> Activity: Show every line of the data below that includes the word "expected".

Records drawn from a dataset:
☆ ☆ ☆ ☆ ☆ ☆ ☆

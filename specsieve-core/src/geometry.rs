//! Bounding-box predicates
//!
//! Rectangles are closed: boxes that share only an edge still overlap.

use crate::types::BoundingBox;

/// True unless the boxes are disjoint on the x or the y axis.
/// Symmetric and reflexive.
pub fn overlaps(a: &BoundingBox, b: &BoundingBox) -> bool {
    let disjoint_x = a.x1 < b.x0 || b.x1 < a.x0;
    let disjoint_y = a.y1 < b.y0 || b.y1 < a.y0;
    !(disjoint_x || disjoint_y)
}

/// Manhattan distance between box centers
pub fn center_distance(a: &BoundingBox, b: &BoundingBox) -> f32 {
    let (ax, ay) = a.center();
    let (bx, by) = b.center();
    (ax - bx).abs() + (ay - by).abs()
}

pub fn area(b: &BoundingBox) -> f32 {
    b.width().max(0.0) * b.height().max(0.0)
}

pub fn intersection_area(a: &BoundingBox, b: &BoundingBox) -> f32 {
    let w = a.x1.min(b.x1) - a.x0.max(b.x0);
    let h = a.y1.min(b.y1) - a.y0.max(b.y0);
    if w <= 0.0 || h <= 0.0 {
        0.0
    } else {
        w * h
    }
}

/// Intersection over union; 0.0 when the union is empty
pub fn iou(a: &BoundingBox, b: &BoundingBox) -> f32 {
    let inter = intersection_area(a, b);
    let union = area(a) + area(b) - inter;
    if union <= 0.0 {
        0.0
    } else {
        inter / union
    }
}

/// Tight bounding union of the given boxes
pub fn merge<'a, I>(boxes: I) -> Option<BoundingBox>
where
    I: IntoIterator<Item = &'a BoundingBox>,
{
    boxes.into_iter().fold(None, |acc, b| {
        Some(match acc {
            None => *b,
            Some(m) => BoundingBox {
                x0: m.x0.min(b.x0),
                y0: m.y0.min(b.y0),
                x1: m.x1.max(b.x1),
                y1: m.y1.max(b.y1),
            },
        })
    })
}

/// x0 < x1 and y0 < y1, all coordinates finite
pub fn validate(b: &BoundingBox) -> bool {
    [b.x0, b.y0, b.x1, b.y1].iter().all(|v| v.is_finite()) && b.x0 < b.x1 && b.y0 < b.y1
}

/// `inner` lies entirely within `outer`
pub fn contains(outer: &BoundingBox, inner: &BoundingBox) -> bool {
    inner.x0 >= outer.x0 && inner.y0 >= outer.y0 && inner.x1 <= outer.x1 && inner.y1 <= outer.y1
}

/// Copy of `b` grown by `margin` on every side
pub fn expand(b: &BoundingBox, margin: f32) -> BoundingBox {
    BoundingBox {
        x0: b.x0 - margin,
        y0: b.y0 - margin,
        x1: b.x1 + margin,
        y1: b.y1 + margin,
    }
}
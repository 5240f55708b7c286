//! Error types for each pipeline component.
//!
//! Orchestration code (processor, readers, CLI) works in `anyhow::Result`
//! and downcasts to these when it needs to pick an exit status.

use std::time::Duration;
use thiserror::Error;

#[derive(Debug, Error)]
pub enum ExtractionError {
    #[error("no pages could be extracted from {0}")]
    NoPagesExtracted(String),

    #[error("page {page} failed: {message}")]
    PageFailed { page: u32, message: String },

    #[error("structure reader error: {0}")]
    Reader(String),

    #[error("artifact {0} already exists and is never rewritten")]
    ArtifactExists(String),

    #[error("artifact {document_id} failed {issues} integrity check(s)")]
    IntegrityFailed { document_id: String, issues: usize },

    #[error(transparent)]
    Io(#[from] std::io::Error),
}

#[derive(Debug, Error)]
pub enum OcrError {
    #[error("OCR backend not available: {0}")]
    BackendNotAvailable(String),

    #[error("region render failed: {0}")]
    RenderFailed(String),

    #[error("recognition failed: {0}")]
    RecognitionFailed(String),

    #[error(transparent)]
    Io(#[from] std::io::Error),
}

#[derive(Debug, Error)]
pub enum CorrectionError {
    #[error("{kind} corrections cannot be recorded at {scope} scope")]
    InvalidScope { kind: String, scope: String },

    #[error("{scope} scope requires {what}")]
    MissingOwner { scope: String, what: String },

    #[error("invalid owner {owner:?}: {reason}")]
    InvalidOwner { owner: String, reason: String },

    #[error("correction payload is incomplete: {0}")]
    EmptyPayload(String),

    #[error("unknown device: {0}")]
    MissingDevice(String),

    #[error("invalid pattern {pattern}: {message}")]
    InvalidPattern { pattern: String, message: String },

    #[error(transparent)]
    Io(#[from] std::io::Error),

    #[error(transparent)]
    Serialization(#[from] serde_json::Error),

    #[error(transparent)]
    Yaml(#[from] serde_yaml::Error),
}

impl CorrectionError {
    /// Bad input from the caller rather than an environment failure
    pub fn is_validation(&self) -> bool {
        matches!(
            self,
            CorrectionError::InvalidScope { .. }
                | CorrectionError::MissingOwner { .. }
                | CorrectionError::InvalidOwner { .. }
                | CorrectionError::EmptyPayload(_)
                | CorrectionError::InvalidPattern { .. }
        )
    }
}

#[derive(Debug, Error)]
pub enum CacheError {
    #[error("cache store unavailable: {0}")]
    StoreUnavailable(String),

    #[error("no cache entry for hash {0}")]
    NotFound(String),

    #[error("cache entry {0} is already verified")]
    AlreadyVerified(String),

    #[error("rate limit exhausted after waiting {waited:?}")]
    RateLimited { waited: Duration },

    #[error("generation failed: {0}")]
    Generation(String),
}

impl CacheError {
    pub fn is_retryable(&self) -> bool {
        matches!(self, CacheError::RateLimited { .. })
    }
}

impl From<rusqlite::Error> for CacheError {
    fn from(e: rusqlite::Error) -> Self {
        CacheError::StoreUnavailable(e.to_string())
    }
}

#[derive(Debug, Error)]
pub enum RetrievalError {
    #[error("index is empty")]
    EmptyIndex,

    #[error("embedding failed: {0}")]
    Embedding(String),

    #[error("embedding dimension mismatch: expected {expected}, got {actual}")]
    DimensionMismatch { expected: usize, actual: usize },

    #[error(transparent)]
    Io(#[from] std::io::Error),

    #[error(transparent)]
    Serialization(#[from] serde_json::Error),
}

#[cfg(test)]
mod tests {
    use super::*;

    #[test]
    fn only_rate_limit_is_retryable() {
        assert!(CacheError::RateLimited {
            waited: Duration::from_secs(1)
        }
        .is_retryable());
        assert!(!CacheError::StoreUnavailable("down".into()).is_retryable());
        assert!(!CacheError::AlreadyVerified("abc".into()).is_retryable());
    }

    #[test]
    fn validation_errors_are_classified() {
        assert!(CorrectionError::EmptyPayload("corrected".into()).is_validation());
        assert!(CorrectionError::InvalidOwner {
            owner: "../x".into(),
            reason: "path separator".into()
        }
        .is_validation());
        assert!(!CorrectionError::MissingDevice("dev".into()).is_validation());
    }
}
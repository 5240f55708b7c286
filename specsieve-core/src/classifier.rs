use crate::citation::{CitationAllocator, CitationKind};
use crate::concurrency::RenderPool;
use crate::config::ExtractionConfig;
use crate::geometry;
use crate::ocr::gate::CaptionMatcher;
use crate::ocr::{OcrCandidate, OcrEngine, OcrGate, OcrGateSettings};
use crate::readers::StructureReader;
use crate::tables::clustering::ClusterSettings;
use crate::tables::{render_markdown, TableDetector};
use crate::types::*;
use anyhow::Result;
use std::collections::BTreeMap;
use tracing::debug;

/// Turns one page of raw reader output into a `PageBundle`.
///
/// Discovery order is fixed: text blocks, then visual regions in reader order,
/// then tables, then OCR results. Citation counters are per kind, so the ids
/// of one kind never depend on how many of another kind a page has.
pub struct PageClassifier {
    tables: TableDetector,
    captions: CaptionMatcher,
    gate_settings: OcrGateSettings,
}

impl PageClassifier {
    pub fn new(config: &ExtractionConfig) -> Result<Self> {
        let settings = ClusterSettings {
            row_tolerance: config.row_tolerance,
            gap_floor: config.column_gap_floor,
            gap_multiplier: config.column_gap_multiplier,
            min_rows: config.min_table_rows,
            min_cols: config.min_table_cols,
        };
        Ok(Self {
            tables: TableDetector::new(settings, config.table_sweep),
            captions: CaptionMatcher::new(&config.caption_patterns)?,
            gate_settings: OcrGateSettings {
                dpi: config.dpi,
                threshold: config.ocr_confidence_threshold,
                language: config.ocr_language.clone(),
            },
        })
    }

    pub fn classify(
        &self,
        raw: &RawPage,
        reader: &dyn StructureReader,
        engine: &dyn OcrEngine,
        renders: &RenderPool,
    ) -> PageBundle {
        let page = raw.page;
        let mut allocator = CitationAllocator::new(page);
        let mut blocks: Vec<Block> = Vec::new();
        let mut citations: BTreeMap<String, Citation> = BTreeMap::new();
        let mut metadata = PageMetadata {
            width: raw.width,
            height: raw.height,
            ..Default::default()
        };

        // Text
        for text_block in &raw.text_blocks {
            let citation_id = allocator.next_citation_id(CitationKind::Text);
            let content = text_block.text();
            if !geometry::validate(&text_block.bbox) || content.is_empty() {
                debug!(page, %citation_id, "Discarding invalid text block");
                metadata.discarded_invalid += 1;
                continue;
            }
            citations.insert(
                citation_id.clone(),
                citation(&citation_id, page, text_block.bbox, CitationSource::Text, ContentType::Text),
            );
            blocks.push(Block {
                bbox: text_block.bbox,
                citation_id,
                payload: BlockPayload::Text {
                    markdown_slice: content.clone(),
                    content,
                },
            });
            metadata.text_blocks += 1;
        }
        let text_blocks: Vec<Block> = blocks.clone();

        // Pictures and vector graphics
        let mut candidates = Vec::new();
        for region in &raw.regions {
            let (kind, content_type) = match region.kind {
                RegionKind::Raster => (CitationKind::Picture, ContentType::Picture),
                RegionKind::Vector => (CitationKind::Graphics, ContentType::Graphics),
            };
            let citation_id = allocator.next_citation_id(kind);
            if !geometry::validate(&region.bbox) {
                debug!(page, %citation_id, "Discarding region with invalid bbox");
                metadata.discarded_invalid += 1;
                continue;
            }

            let payload = match region.kind {
                RegionKind::Raster => {
                    metadata.picture_blocks += 1;
                    BlockPayload::Picture {
                        image_ref: region
                            .image_ref
                            .clone()
                            .unwrap_or_else(|| format!("{}.png", citation_id)),
                        origin: reader.name().to_string(),
                    }
                }
                RegionKind::Vector => {
                    metadata.graphics_blocks += 1;
                    BlockPayload::Graphics {
                        origin: reader.name().to_string(),
                    }
                }
            };

            let mut cited = citation(&citation_id, page, region.bbox, CitationSource::Graphics, content_type);
            cited.file_reference = region.image_ref.clone();
            citations.insert(citation_id.clone(), cited);
            candidates.push(OcrCandidate {
                region_citation_id: citation_id.clone(),
                bbox: region.bbox,
            });
            blocks.push(Block {
                bbox: region.bbox,
                citation_id,
                payload,
            });
        }

        // Tables
        let recovery = self.tables.detect(raw);
        for table in recovery.tables {
            let citation_id = allocator.next_citation_id(CitationKind::Table);
            citations.insert(
                citation_id.clone(),
                citation(&citation_id, page, table.bbox, CitationSource::Text, ContentType::Table),
            );
            blocks.push(Block {
                bbox: table.bbox,
                citation_id: citation_id.clone(),
                payload: BlockPayload::Table {
                    table_ref: citation_id,
                    rendered_table: Some(render_markdown(&table.grid)),
                    detection: table.detection,
                },
            });
            metadata.table_blocks += 1;
        }
        metadata.tables = recovery.stats;

        // OCR over regions with no selectable text
        let span_boxes: Vec<BoundingBox> = raw.spans().map(|s| s.bbox).collect();
        let gate = OcrGate::new(reader, engine, renders, &self.gate_settings);
        let outcome = gate.run(
            page,
            &candidates,
            &span_boxes,
            &text_blocks,
            &self.captions,
            &mut allocator,
        );
        for result in &outcome.results {
            let mut cited = citation(
                &result.citation_id,
                page,
                result.bbox,
                CitationSource::Ocr,
                ContentType::Text,
            );
            cited.confidence = Some(result.confidence);
            citations.insert(result.citation_id.clone(), cited);
        }
        metadata.ocr = outcome.stats;

        let raw_text = text_blocks
            .iter()
            .filter_map(Block::text)
            .collect::<Vec<_>>()
            .join("\n");

        PageBundle {
            page,
            raw_text,
            blocks,
            ocr_results: outcome.results,
            citation_index: citations,
            metadata,
        }
    }
}

fn citation(
    citation_id: &str,
    page: u32,
    bbox: BoundingBox,
    source: CitationSource,
    content_type: ContentType,
) -> Citation {
    Citation {
        citation_id: citation_id.to_string(),
        page,
        bbox,
        source,
        confidence: None,
        content_type,
        file_reference: None,
    }
}

#[cfg(test)]
mod tests {
    use super::*;
    use crate::error::OcrError;
    use crate::ocr::OcrToken;

    struct NoRender;

    impl StructureReader for NoRender {
        fn page_count(&self) -> u32 {
            1
        }
        fn read_page(&self, _page: u32) -> Result<RawPage> {
            anyhow::bail!("unused")
        }
        fn render_region(&self, _page: u32, _bbox: &BoundingBox, dpi: u32) -> Result<Bitmap, OcrError> {
            Ok(Bitmap { png: vec![], dpi })
        }
        fn name(&self) -> &str {
            "test"
        }
    }

    struct Confident;

    impl OcrEngine for Confident {
        fn recognize(&self, _bitmap: &Bitmap, _language: &str) -> Result<Vec<OcrToken>, OcrError> {
            Ok(vec![OcrToken::new("Pinout", 0.92)])
        }
        fn name(&self) -> &str {
            "confident"
        }
    }

    fn bb(x0: f32, y0: f32, x1: f32, y1: f32) -> BoundingBox {
        BoundingBox::new(x0, y0, x1, y1)
    }

    fn raw_page() -> RawPage {
        RawPage {
            page: 4,
            width: 612.0,
            height: 792.0,
            text_blocks: vec![
                RawTextBlock {
                    bbox: bb(72.0, 72.0, 300.0, 90.0),
                    spans: vec![RawSpan {
                        text: "Figure 2 Connector".into(),
                        bbox: bb(72.0, 72.0, 300.0, 90.0),
                    }],
                },
                RawTextBlock {
                    // Invalid: consumes p4_txt2 but is discarded
                    bbox: bb(10.0, 10.0, 5.0, 20.0),
                    spans: vec![RawSpan {
                        text: "broken".into(),
                        bbox: bb(10.0, 10.0, 5.0, 20.0),
                    }],
                },
                RawTextBlock {
                    bbox: bb(72.0, 500.0, 300.0, 520.0),
                    spans: vec![RawSpan {
                        text: "Body text".into(),
                        bbox: bb(72.0, 500.0, 300.0, 520.0),
                    }],
                },
            ],
            regions: vec![
                RawRegion {
                    bbox: bb(72.0, 100.0, 300.0, 300.0),
                    kind: RegionKind::Raster,
                    image_ref: Some("connector.png".into()),
                },
                RawRegion {
                    // Covers the body text, so never OCR'd
                    bbox: bb(60.0, 490.0, 320.0, 530.0),
                    kind: RegionKind::Vector,
                    image_ref: None,
                },
            ],
            table_candidates: vec![],
        }
    }

    #[test]
    fn classifies_blocks_with_discovery_order_ids() {
        let classifier = PageClassifier::new(&ExtractionConfig::default()).unwrap();
        let renders = RenderPool::new(1).unwrap();
        let bundle = classifier.classify(&raw_page(), &NoRender, &Confident, &renders);

        let ids: Vec<&str> = bundle.blocks.iter().map(|b| b.citation_id.as_str()).collect();
        assert_eq!(ids, vec!["p4_txt1", "p4_txt3", "p4_img1", "p4_gfx1"]);
        assert_eq!(bundle.metadata.discarded_invalid, 1);
        assert_eq!(bundle.raw_text, "Figure 2 Connector\nBody text");

        assert_eq!(bundle.ocr_results.len(), 1);
        let ocr = &bundle.ocr_results[0];
        assert_eq!(ocr.citation_id, "p4_ocr1");
        assert_eq!(ocr.region_citation_id, "p4_img1");
        assert_eq!(ocr.associated_block_citation_id.as_deref(), Some("p4_txt1"));
        assert_eq!(bundle.metadata.ocr.skipped_text_overlap, 1);

        // 2 text + 1 picture + 1 graphics + 1 OCR
        assert_eq!(bundle.citation_index.len(), 5);
        assert_eq!(
            bundle.citation("p4_img1").and_then(|c| c.file_reference.as_deref()),
            Some("connector.png")
        );
        assert_eq!(bundle.citation("p4_ocr1").and_then(|c| c.confidence), Some(0.92));
    }
}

☆ ☆ ☆ ☆ ☆ ☆ ☆

> Your response:
    #[error("embedding dimension mismatch: expected {expected}, got {actual}")]
    DimensionMismatch { expected: usize, actual: usize },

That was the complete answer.